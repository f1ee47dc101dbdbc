//! In-memory tabular dataset shared by every pipeline stage.
//!
//! Rows are positional: `rows[r][c]` is the cell of column `columns[c]`.
//! Readers guarantee every row has exactly `columns.len()` cells.

use crate::data::Value;

pub type Cell = Option<Value>;
pub type Row = Vec<Cell>;

#[derive(Debug, Clone, Default, PartialEq)]
pub struct Dataset {
    pub columns: Vec<String>,
    pub rows: Vec<Row>,
}

impl Dataset {
    pub fn new(columns: Vec<String>) -> Self {
        Self {
            columns,
            rows: Vec::new(),
        }
    }

    /// Builds a dataset from rows of possibly uneven length, padding short
    /// rows with empty cells and truncating long ones.
    pub fn from_rows(columns: Vec<String>, rows: Vec<Row>) -> Self {
        let width = columns.len();
        let rows = rows
            .into_iter()
            .map(|mut row| {
                row.resize(width, None);
                row
            })
            .collect();
        Self { columns, rows }
    }

    pub fn len(&self) -> usize {
        self.rows.len()
    }

    pub fn is_empty(&self) -> bool {
        self.rows.is_empty()
    }

    pub fn column_index(&self, name: &str) -> Option<usize> {
        self.columns.iter().position(|c| c == name)
    }

    pub fn has_column(&self, name: &str) -> bool {
        self.column_index(name).is_some()
    }

    pub fn cell(&self, row: usize, column: &str) -> Option<&Value> {
        let idx = self.column_index(column)?;
        self.rows.get(row)?.get(idx)?.as_ref()
    }

    pub fn retain_rows<F>(&mut self, mut keep: F)
    where
        F: FnMut(&Row) -> bool,
    {
        self.rows.retain(|row| keep(row));
    }

    /// Replaces the column named `name`, or appends it when absent.
    pub fn set_column(&mut self, name: &str, values: Vec<Cell>) {
        debug_assert_eq!(values.len(), self.rows.len());
        match self.column_index(name) {
            Some(idx) => {
                for (row, value) in self.rows.iter_mut().zip(values) {
                    row[idx] = value;
                }
            }
            None => {
                self.columns.push(name.to_string());
                for (row, value) in self.rows.iter_mut().zip(values) {
                    row.push(value);
                }
            }
        }
    }

    pub fn rename_columns<F>(&mut self, rename: F)
    where
        F: Fn(&str) -> String,
    {
        self.columns = self.columns.iter().map(|c| rename(c)).collect();
    }

    /// Restricts the dataset to `wanted`, in that order, skipping names that
    /// are not present. Returns the projection and the skipped names.
    pub fn select_available<S>(&self, wanted: &[S]) -> (Dataset, Vec<String>)
    where
        S: AsRef<str>,
    {
        let mut indices = Vec::with_capacity(wanted.len());
        let mut columns = Vec::with_capacity(wanted.len());
        let mut missing = Vec::new();
        for name in wanted {
            let name = name.as_ref();
            match self.column_index(name) {
                Some(idx) => {
                    indices.push(idx);
                    columns.push(name.to_string());
                }
                None => missing.push(name.to_string()),
            }
        }
        let rows = self
            .rows
            .iter()
            .map(|row| indices.iter().map(|idx| row[*idx].clone()).collect())
            .collect();
        (Dataset { columns, rows }, missing)
    }
}
//! Beautify and minify actions.
//!
//! Both actions dispatch on the document's effective kind and delegate
//! to a backend: serde_json for JSON, the `minifier` crate for scripts
//! and stylesheets, `minify-html` for markup, and a whitespace-collapse
//! fallback for everything else. A backend failure is never surfaced as
//! an error: the action degrades to a logged no-op that hands back the
//! original text.

use std::sync::OnceLock;

use regex::Regex;
use thiserror::Error;

use crate::classify::{BeautifyBackend, ContentKind, MinifyBackend, beautify_backend, minify_backend};

/// Indentation applied by the re-indenting beautifiers.
const INDENT_WIDTH: usize = 2;

/// The two formatting actions a user can trigger.
#[derive(Debug, Clone, Copy, PartialEq, Eq)]
pub enum FormatAction {
    Beautify,
    Minify,
}

impl FormatAction {
    /// Run the action against `text`, falling back to the input on any
    /// backend failure.
    pub fn apply(self, kind: ContentKind, text: &str) -> String {
        match self {
            Self::Beautify => beautify(kind, text),
            Self::Minify => minify(kind, text),
        }
    }

    pub const fn label(self) -> &'static str {
        match self {
            Self::Beautify => "Beautify",
            Self::Minify => "Minify",
        }
    }
}

#[derive(Debug, Error)]
enum FormatError {
    #[error("invalid JSON: {0}")]
    Json(#[from] serde_json::Error),
    #[error("unbalanced braces")]
    UnbalancedBraces,
    #[error("stylesheet minifier rejected input: {0}")]
    Stylesheet(String),
    #[error("minified markup is not valid UTF-8")]
    MarkupEncoding,
}

/// Pretty-print `text` according to its kind.
pub fn beautify(kind: ContentKind, text: &str) -> String {
    match try_beautify(kind, text) {
        Ok(formatted) => formatted,
        Err(err) => {
            tracing::warn!(%err, ?kind, "beautify failed, keeping input");
            text.to_string()
        }
    }
}

/// Minify `text` according to its kind. Total: the worst case is the
/// input handed back unchanged.
pub fn minify(kind: ContentKind, text: &str) -> String {
    match try_minify(kind, text) {
        Ok(minified) => minified,
        Err(err) => {
            tracing::warn!(%err, ?kind, "minify failed, keeping input");
            text.to_string()
        }
    }
}

fn try_beautify(kind: ContentKind, text: &str) -> Result<String, FormatError> {
    match beautify_backend(kind) {
        BeautifyBackend::Json => {
            let value: serde_json::Value = serde_json::from_str(text)?;
            Ok(serde_json::to_string_pretty(&value)?)
        }
        BeautifyBackend::Markup => Ok(reindent_markup(text)),
        BeautifyBackend::Stylesheet | BeautifyBackend::Script => reindent_braces(text),
    }
}

fn try_minify(kind: ContentKind, text: &str) -> Result<String, FormatError> {
    match minify_backend(kind) {
        MinifyBackend::Json => {
            let value: serde_json::Value = serde_json::from_str(text)?;
            Ok(serde_json::to_string(&value)?)
        }
        MinifyBackend::Script => Ok(minifier::js::minify(text).to_string()),
        MinifyBackend::Stylesheet => minifier::css::minify(text)
            .map(|minified| minified.to_string())
            .map_err(|err| FormatError::Stylesheet(err.to_string())),
        MinifyBackend::Markup => {
            let cfg = minify_html::Cfg {
                minify_css: true,
                minify_js: true,
                ..minify_html::Cfg::default()
            };
            let minified = minify_html::minify(text.as_bytes(), &cfg);
            String::from_utf8(minified).map_err(|_| FormatError::MarkupEncoding)
        }
        MinifyBackend::Whitespace => Ok(collapse_whitespace(text)),
    }
}

/// Collapse all whitespace runs to single spaces and trim the ends.
fn collapse_whitespace(text: &str) -> String {
    static WHITESPACE: OnceLock<Regex> = OnceLock::new();
    let pattern = WHITESPACE.get_or_init(|| Regex::new(r"\s+").expect("whitespace pattern"));
    pattern.replace_all(text, " ").trim().to_string()
}

/// Re-indent brace-structured source (scripts and stylesheets).
///
/// Purely line-based: each line is stripped and re-indented by its
/// brace depth. Input whose braces do not balance is refused so prose
/// or truncated code comes back untouched. Idempotent: a second pass
/// sees the same stripped lines and produces identical output.
fn reindent_braces(text: &str) -> Result<String, FormatError> {
    if !text.contains(['{', '}']) {
        return Ok(text.to_string());
    }

    let mut depth = 0_i64;
    for ch in text.chars() {
        match ch {
            '{' => depth += 1,
            '}' => {
                depth -= 1;
                if depth < 0 {
                    return Err(FormatError::UnbalancedBraces);
                }
            }
            _ => {}
        }
    }
    if depth != 0 {
        return Err(FormatError::UnbalancedBraces);
    }

    let mut out = String::with_capacity(text.len());
    let mut level: usize = 0;
    for line in text.lines() {
        let stripped = line.trim();
        if stripped.is_empty() {
            out.push('\n');
            continue;
        }
        let leading_closers = stripped.chars().take_while(|&ch| ch == '}').count();
        let indent = level.saturating_sub(leading_closers);
        push_indented(&mut out, indent, stripped);
        let opens = stripped.matches('{').count();
        let closes = stripped.matches('}').count();
        level = (level + opens).saturating_sub(closes);
    }
    Ok(out)
}

/// Re-indent markup by tag depth.
///
/// Void and self-closing tags do not open a level; a line that starts
/// with a closing tag dedents itself. Lines are stripped first, so the
/// pass is idempotent.
fn reindent_markup(text: &str) -> String {
    if !text.contains('<') {
        return text.to_string();
    }

    let mut out = String::with_capacity(text.len());
    let mut level: usize = 0;
    for line in text.lines() {
        let stripped = line.trim();
        if stripped.is_empty() {
            out.push('\n');
            continue;
        }
        let (opens, closes) = tag_balance(stripped);
        let indent = if stripped.starts_with("</") {
            level.saturating_sub(1)
        } else {
            level
        };
        push_indented(&mut out, indent, stripped);
        level = (level + opens).saturating_sub(closes);
    }
    out
}

fn push_indented(out: &mut String, level: usize, line: &str) {
    for _ in 0..level * INDENT_WIDTH {
        out.push(' ');
    }
    out.push_str(line);
    out.push('\n');
}

/// Count the opening and closing tags on one line of markup.
fn tag_balance(line: &str) -> (usize, usize) {
    const VOID_TAGS: [&str; 14] = [
        "area", "base", "br", "col", "embed", "hr", "img", "input", "link", "meta", "param",
        "source", "track", "wbr",
    ];
    static TAG: OnceLock<Regex> = OnceLock::new();
    let pattern = TAG
        .get_or_init(|| Regex::new(r"(?i)<(/?)([a-z][a-z0-9-]*)[^>]*?(/?)>").expect("tag pattern"));

    let mut opens = 0;
    let mut closes = 0;
    for caps in pattern.captures_iter(line) {
        let closing = &caps[1] == "/";
        let self_closing = &caps[3] == "/";
        let name = caps[2].to_ascii_lowercase();
        if closing {
            closes += 1;
        } else if !self_closing && !VOID_TAGS.contains(&name.as_str()) {
            opens += 1;
        }
    }
    (opens, closes)
}
use eframe::egui::{self, RichText};
use egui_commonmark::CommonMarkViewer;

use crate::app::update::Message;
use crate::app::{App, ToastLevel};
use crate::classify::Classification;
use crate::preview::Pane;

impl App {
    /// Draw one frame and collect the messages the widgets produced.
    pub(super) fn draw(&mut self, ctx: &egui::Context) -> Vec<Message> {
        let mut messages = Vec::new();

        egui::TopBottomPanel::top("toolbar").show(ctx, |ui| {
            self.toolbar(ui, &mut messages);
        });
        egui::TopBottomPanel::bottom("status-bar").show(ctx, |ui| {
            self.status_bar(ui);
        });

        let editor_visible = self.model.preview.editor_visible;
        let preview_visible = self.model.preview.preview_visible;
        if editor_visible && preview_visible {
            egui::SidePanel::right("preview-pane")
                .resizable(true)
                .default_width(480.0)
                .show(ctx, |ui| self.preview_pane(ui));
            egui::CentralPanel::default().show(ctx, |ui| {
                self.editor_pane(ui, &mut messages);
            });
        } else if editor_visible {
            egui::CentralPanel::default().show(ctx, |ui| {
                self.editor_pane(ui, &mut messages);
            });
        } else if preview_visible {
            egui::CentralPanel::default().show(ctx, |ui| self.preview_pane(ui));
        } else {
            egui::CentralPanel::default().show(ctx, |ui| {
                ui.centered_and_justified(|ui| {
                    ui.label("Both panes are hidden - toggle one from the toolbar");
                });
            });
        }

        messages
    }

    fn toolbar(&mut self, ui: &mut egui::Ui, messages: &mut Vec<Message>) {
        ui.horizontal_wrapped(|ui| {
            if ui.button("Open…").on_hover_text("Ctrl+O").clicked() {
                messages.push(Message::OpenFileRequested);
            }

            egui::ComboBox::from_id_salt("recent-files")
                .selected_text("Recent files")
                .width(140.0)
                .show_ui(ui, |ui| {
                    if self.model.recent.is_empty() {
                        ui.label("No recent files");
                    }
                    let names: Vec<String> =
                        self.model.recent.iter().map(|entry| entry.name.clone()).collect();
                    for (index, name) in names.iter().enumerate() {
                        if ui.selectable_label(false, name.as_str()).clicked() {
                            messages.push(Message::OpenRecent(index));
                        }
                    }
                });

            ui.separator();

            let busy = self.model.busy;
            if ui.add_enabled(!busy, egui::Button::new("Beautify")).clicked() {
                messages.push(Message::Beautify);
            }
            if ui.add_enabled(!busy, egui::Button::new("Minify")).clicked() {
                messages.push(Message::Minify);
            }
            if busy {
                ui.spinner();
            }

            ui.separator();

            if ui
                .selectable_label(self.model.preview.editor_visible, "Editor")
                .clicked()
            {
                messages.push(Message::TogglePane(Pane::Editor));
            }
            if ui
                .selectable_label(self.model.preview.preview_visible, "Preview")
                .clicked()
            {
                messages.push(Message::TogglePane(Pane::Preview));
            }

            let can_copy = self.model.classification != Classification::Plain;
            if ui
                .add_enabled(can_copy, egui::Button::new("Copy HTML"))
                .clicked()
            {
                messages.push(Message::CopyHtml);
            }

            ui.separator();

            let response = ui.add(
                egui::TextEdit::singleline(&mut self.search_input)
                    .hint_text("Search")
                    .desired_width(140.0),
            );
            if response.changed() {
                messages.push(Message::SearchInput(self.search_input.clone()));
            }
            let submitted =
                response.lost_focus() && ui.input(|i| i.key_pressed(egui::Key::Enter));
            if ui.button("Next").clicked() || submitted {
                messages.push(Message::FindNext);
            }

            ui.separator();

            let dark = self.model.prefs.dark_mode;
            if ui.selectable_label(dark, "Dark").clicked() {
                messages.push(Message::SetDarkMode(!dark));
            }
            let mut zoom = self.model.prefs.zoom;
            if ui
                .add(egui::Slider::new(&mut zoom, 0.5..=2.0).show_value(false))
                .on_hover_text("Zoom")
                .changed()
            {
                messages.push(Message::SetZoom(zoom));
            }
        });
    }

    fn editor_pane(&mut self, ui: &mut egui::Ui, messages: &mut Vec<Message>) {
        egui::ScrollArea::vertical()
            .id_salt("editor-scroll")
            .auto_shrink([false, false])
            .show(ui, |ui| {
                let editor = egui::TextEdit::multiline(&mut self.model.document.text)
                    .code_editor()
                    .desired_width(f32::INFINITY)
                    .desired_rows(30);
                if ui.add(editor).changed() {
                    messages.push(Message::ContentEdited);
                }
            });
    }

    /// Markdown renders natively; HTML files show their sanitized
    /// markup; plain content (reachable via a manual show) is verbatim.
    fn preview_pane(&mut self, ui: &mut egui::Ui) {
        egui::ScrollArea::vertical()
            .id_salt("preview-scroll")
            .auto_shrink([false, false])
            .show(ui, |ui| match self.model.classification {
                Classification::Markdown => {
                    CommonMarkViewer::new().max_image_width(Some(800)).show(
                        ui,
                        &mut self.markdown_cache,
                        &self.model.document.text,
                    );
                }
                Classification::Html => {
                    ui.add(egui::Label::new(
                        RichText::new(self.model.rendered.body.as_str()).monospace(),
                    ));
                }
                Classification::Plain => {
                    ui.add(egui::Label::new(
                        RichText::new(self.model.document.text.as_str()).monospace(),
                    ));
                }
            });
    }

    fn status_bar(&self, ui: &mut egui::Ui) {
        ui.horizontal(|ui| {
            ui.label(self.model.document.display_name());
            ui.separator();
            ui.label(match self.model.classification {
                Classification::Html => "html",
                Classification::Markdown => "markdown",
                Classification::Plain => "plain",
            });
            if let Some(found) = self.model.last_match {
                ui.separator();
                ui.label(format!("match at line {}", found.line));
            }
            ui.with_layout(egui::Layout::right_to_left(egui::Align::Center), |ui| {
                if let Some((message, level)) = self.model.active_toast() {
                    let color = match level {
                        ToastLevel::Info => ui.visuals().text_color(),
                        ToastLevel::Warning => ui.visuals().warn_fg_color,
                        ToastLevel::Error => ui.visuals().error_fg_color,
                    };
                    ui.colored_label(color, message);
                }
            });
        });
    }
}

Exercise description:
When you retype the data above, start at its first line, stop after the line containing "Readers guarantee every", and leave out everything else.

Answer for the task:
repository f1ee47dc101dbdbc
//! In-memory tabular dataset shared by every pipeline stage.
//!
//! Rows are positional: `rows[r][c]` is the cell of column `columns[c]`.
//! Readers guarantee every row has exactly `columns.len()` cells.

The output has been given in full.